Sarcasm should only be deployed in appropriate circumstances, to cite but one rule that Obama disregarded. Except in the most unusual circumstances sarcasm should be eschewed at events such as funerals, elementary school awards presentations, baptisms, death bed visits, and presidential debates concerning matters of national security. Obama’s sneering screed seem petty and unserious, while Romney’s forbearance made him seem far more presidential.
Sarcasm should also be reserved for the most obvious fallacies, and one needn’t be a hard-core Romney supporter to see his argument made a serious point that warranted a serious response. The sarcasm was an insult not only to Romney, but to all those interested to hear a serious response from Obama.
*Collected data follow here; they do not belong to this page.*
//! Secondary listing source backed by DuckDuckGo's HTML search endpoint.
//!
//! Feeds the same ranking pipeline as the site scrapers: snippets run
//! through the shared price/brand/part-number extraction and come out as
//! ordinary listings under the `web-search` source id. Any failure flips
//! the source off for the remainder of the call; the search never fails
//! because of the augmenter.

use std::sync::atomic::{AtomicBool, Ordering};
use std::time::Duration;

use reqwest::Client;
use scraper::{Html, Selector};
use tracing::{debug, warn};

use crate::error::WebSearchError;
use crate::models::Listing;
use crate::parse::{price, title_is_listing, vocab};
use crate::scrapers::random_header_set;

/// DuckDuckGo HTML (non-JS) search endpoint.
const SEARCH_ENDPOINT: &str = "https://html.duckduckgo.com/html/";

/// Result anchors in the HTML endpoint's markup.
const RESULT_SELECTOR: &str = "a.result__a";

/// Snippet anchors, parallel to the result anchors.
const SNIPPET_SELECTOR: &str = "a.result__snippet";

/// Source id stamped on augmented listings.
pub const SOURCE_ID: &str = "web-search";

/// Optional candidate source driven by a generic web search.
pub struct WebSearchSource {
    client: Client,
    endpoint: String,
    disabled: AtomicBool,
}

impl WebSearchSource {
    pub fn new(timeout: Duration) -> Self {
        Self::with_endpoint(timeout, SEARCH_ENDPOINT)
    }

    /// Point the source at a different endpoint (tests use a mock server).
    pub fn with_endpoint(timeout: Duration, endpoint: impl Into<String>) -> Self {
        let client = Client::builder()
            .timeout(timeout)
            .gzip(true)
            .build()
            .expect("Failed to create HTTP client");
        Self {
            client,
            endpoint: endpoint.into(),
            disabled: AtomicBool::new(false),
        }
    }

    pub fn is_disabled(&self) -> bool {
        self.disabled.load(Ordering::Relaxed)
    }

    /// Search and convert results to listings. Never errors: a failed call
    /// disables the source and returns nothing.
    pub async fn search(&self, query: &str) -> Vec<Listing> {
        if self.is_disabled() {
            return Vec::new();
        }
        match self.try_search(query).await {
            Ok(listings) => listings,
            Err(err) => {
                warn!(%err, "web search failed, disabling augmenter for this call");
                self.disabled.store(true, Ordering::Relaxed);
                Vec::new()
            }
        }
    }

    async fn try_search(&self, query: &str) -> Result<Vec<Listing>, WebSearchError> {
        debug!(%query, "web search");
        let headers = random_header_set();

        let response = self
            .client
            .post(&self.endpoint)
            .header(reqwest::header::USER_AGENT, headers.user_agent)
            .form(&[("q", query), ("kl", "us-en")])
            .send()
            .await?;

        let status = response.status();
        if !status.is_success() {
            return Err(WebSearchError::Status(status.as_u16()));
        }

        let html = response.text().await?;
        parse_results(&html)
    }
}

fn parse_results(html: &str) -> Result<Vec<Listing>, WebSearchError> {
    let document = Html::parse_document(html);
    let result_selector = Selector::parse(RESULT_SELECTOR)
        .map_err(|e| WebSearchError::Parse(format!("selector: {e:?}")))?;
    let snippet_selector = Selector::parse(SNIPPET_SELECTOR)
        .map_err(|e| WebSearchError::Parse(format!("selector: {e:?}")))?;

    let snippets: Vec<String> = document
        .select(&snippet_selector)
        .map(|el| el.text().collect::<String>().trim().to_string())
        .collect();

    let mut listings = Vec::new();
    for (index, element) in document.select(&result_selector).enumerate() {
        let Some(href) = element.value().attr("href") else {
            continue;
        };
        let Some(link) = unwrap_redirect(href) else {
            continue;
        };
        let title = element.text().collect::<String>().trim().to_string();
        if !title_is_listing(&title) {
            continue;
        }

        let snippet = snippets.get(index).map(String::as_str).unwrap_or("");
        let mut listing = Listing::new(title.clone(), link, SOURCE_ID);
        listing.price = price::extract(snippet).or_else(|| price::extract(&title));
        listing.brand =
            vocab::find_brand_in(&title).or_else(|| vocab::find_brand_in(snippet));
        listing.part_number =
            vocab::find_part_number(&title).or_else(|| vocab::find_part_number(snippet));
        listings.push(listing);
    }

    debug!(count = listings.len(), "parsed web search results");
    Ok(listings)
}

/// DuckDuckGo sometimes returns direct URLs and sometimes wraps them in a
/// `/l/?uddg=<encoded>` redirect.
fn unwrap_redirect(href: &str) -> Option<String> {
    if let Some(pos) = href.find("uddg=") {
        let encoded = &href[pos + 5..];
        let end = encoded.find('&').unwrap_or(encoded.len());
        return urlencoding::decode(&encoded[..end])
            .ok()
            .map(|s| s.into_owned());
    }
    if href.starts_with("http://") || href.starts_with("https://") {
        return Some(href.to_string());
    }
    if href.starts_with("//") {
        return Some(format!("https:{href}"));
    }
    None
}

#[cfg(test)]
mod tests {
    use super::*;
    use wiremock::matchers::{body_string_contains, method};
    use wiremock::{Mock, MockServer, ResponseTemplate};

    fn ddg_page() -> &'static str {
        r#"<html><body>
          <div class="result">
            <a class="result__a" href="//duckduckgo.com/l/?uddg=https%3A%2F%2Fshop.test%2Fbrake-pads&rut=abc">
              Brembo Front Brake Pad Set P85020N
            </a>
            <a class="result__snippet" href="#">Premium ceramic pads. $54.99 with free shipping.</a>
          </div>
          <div class="result">
            <a class="result__a" href="https://other.test/pads">Budget brake pads for most sedans</a>
            <a class="result__snippet" href="#">From 19,99 € at Other Test.</a>
          </div>
          <div class="result">
            <a class="result__a" href="https://ads.test/x">Sponsored</a>
          </div>
        </body></html>"#
    }

    #[test]
    fn redirect_urls_are_unwrapped() {
        assert_eq!(
            unwrap_redirect("//duckduckgo.com/l/?uddg=https%3A%2F%2Fshop.test%2Fx&rut=1"),
            Some("https://shop.test/x".to_string())
        );
        assert_eq!(
            unwrap_redirect("https://direct.test/x"),
            Some("https://direct.test/x".to_string())
        );
        assert_eq!(
            unwrap_redirect("//bare.test/x"),
            Some("https://bare.test/x".to_string())
        );
        assert_eq!(unwrap_redirect("/relative"), None);
    }

    #[test]
    fn snippets_enrich_parsed_results() {
        let listings = parse_results(ddg_page()).unwrap();
        assert_eq!(listings.len(), 2);

        let first = &listings[0];
        assert_eq!(first.site, SOURCE_ID);
        assert_eq!(first.link, "https://shop.test/brake-pads");
        assert_eq!(first.price.as_ref().unwrap().amount, 54.99);
        assert_eq!(first.brand.as_deref(), Some("Brembo"));
        assert_eq!(first.part_number.as_deref(), Some("P85020N"));

        let second = &listings[1];
        assert_eq!(second.price.as_ref().unwrap().currency, "EUR");
    }

    #[tokio::test]
    async fn failure_disables_source_without_erroring() {
        let server = MockServer::start().await;
        Mock::given(method("POST"))
            .respond_with(ResponseTemplate::new(429))
            .mount(&server)
            .await;

        let source = WebSearchSource::with_endpoint(Duration::from_secs(5), server.uri());
        assert!(source.search("front brake pad").await.is_empty());
        assert!(source.is_disabled());

        // Once disabled, no further requests go out.
        server.reset().await;
        assert!(source.search("front brake pad").await.is_empty());
    }

    #[tokio::test]
    async fn successful_search_produces_listings() {
        let server = MockServer::start().await;
        Mock::given(method("POST"))
            .and(body_string_contains("front+brake+pad"))
            .respond_with(ResponseTemplate::new(200).set_body_string(ddg_page()))
            .mount(&server)
            .await;

        let source = WebSearchSource::with_endpoint(Duration::from_secs(5), server.uri());
        let listings = source.search("front brake pad").await;
        assert_eq!(listings.len(), 2);
        assert!(!source.is_disabled());
    }
}
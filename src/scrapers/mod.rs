//! Page-fetch strategies for listing sites.
//!
//! Two implementations sit behind the [`PageFetcher`] trait: a plain HTTP
//! fetcher with rotating browser headers, and a full browser renderer for
//! sites that defeat it. The engine escalates between them without knowing
//! which is which.

pub mod browser;
mod http;
pub mod politeness;
mod user_agent;

pub use browser::{BrowserFetcher, BrowserSettings};
pub use http::HttpFetcher;
pub use politeness::PolitenessGate;
pub use user_agent::{random_header_set, HeaderSet, HEADER_SETS};

use std::time::Duration;

use async_trait::async_trait;

use crate::error::FetchError;
use crate::models::FetchStrategyKind;

/// Per-request instructions shared by both strategies.
#[derive(Debug, Clone, Default)]
pub struct FetchSpec {
    pub url: String,
    /// Selectors whose appearance signals real content. The browser polls
    /// this chain (then generic fallbacks) before capturing the page; the
    /// HTTP fetcher ignores it.
    pub wait_selectors: Vec<String>,
    /// Known-hard site: allow the longer page-load budget.
    pub patient: bool,
}

impl FetchSpec {
    pub fn for_url(url: impl Into<String>) -> Self {
        Self {
            url: url.into(),
            ..Default::default()
        }
    }
}

/// A fetched page plus the transport facts the classifier cares about.
#[derive(Debug, Clone)]
pub struct FetchedPage {
    pub url: String,
    /// URL after redirects.
    pub final_url: String,
    pub status: u16,
    pub html: String,
    pub elapsed: Duration,
}

/// Strategy interface. Implementations must be shareable across concurrent
/// per-site pipelines; any exclusive state is their own responsibility.
#[async_trait]
pub trait PageFetcher: Send + Sync {
    async fn fetch(&self, spec: &FetchSpec) -> Result<FetchedPage, FetchError>;

    /// Which strategy this is, for attempt records and logs.
    fn kind(&self) -> FetchStrategyKind;
}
Truly skewering sarcasm ends a debate on any point, but when it misses the remark it only invites a withering counterattack of sarcasms. So it was with Romney’s follow-ups that “the 1980s are now calling to ask for their foreign policy back because, you know, the Cold War’s been over for 20 years.” The gag belongs to a genre of jokes that was stale even by the time the “Seinfeld” program lampooned it million syndicated re-runs ago, presupposes that most voters will share its assumption that the peace-through-strength model that ended the Cold War is no longer relevant. Obama’s relentless Bush-bashing seems to have some popular appeal, but Reagan-bashing is offensive to the old folks and makes one seem something of a geezer to the young.
Similar sarcasm abounds in the Obama campaign, which has turned into a veritable stand-up routine of knee-slapping Big Bird and binder jokes, and the die-hard fans who still turn up at the rallies seem to eat it up. Lefties love their sarcasm, no matter how unskillful, so long as it’s aimed at the proper targets. The left’s obsession with sarcasm dates back at least to Saul Alinsky, the late leftist guru of community organizing whose “Rules For Radicals” advocated ridicule as a propaganda method, and it increasingly seems to be their favorite method of argument.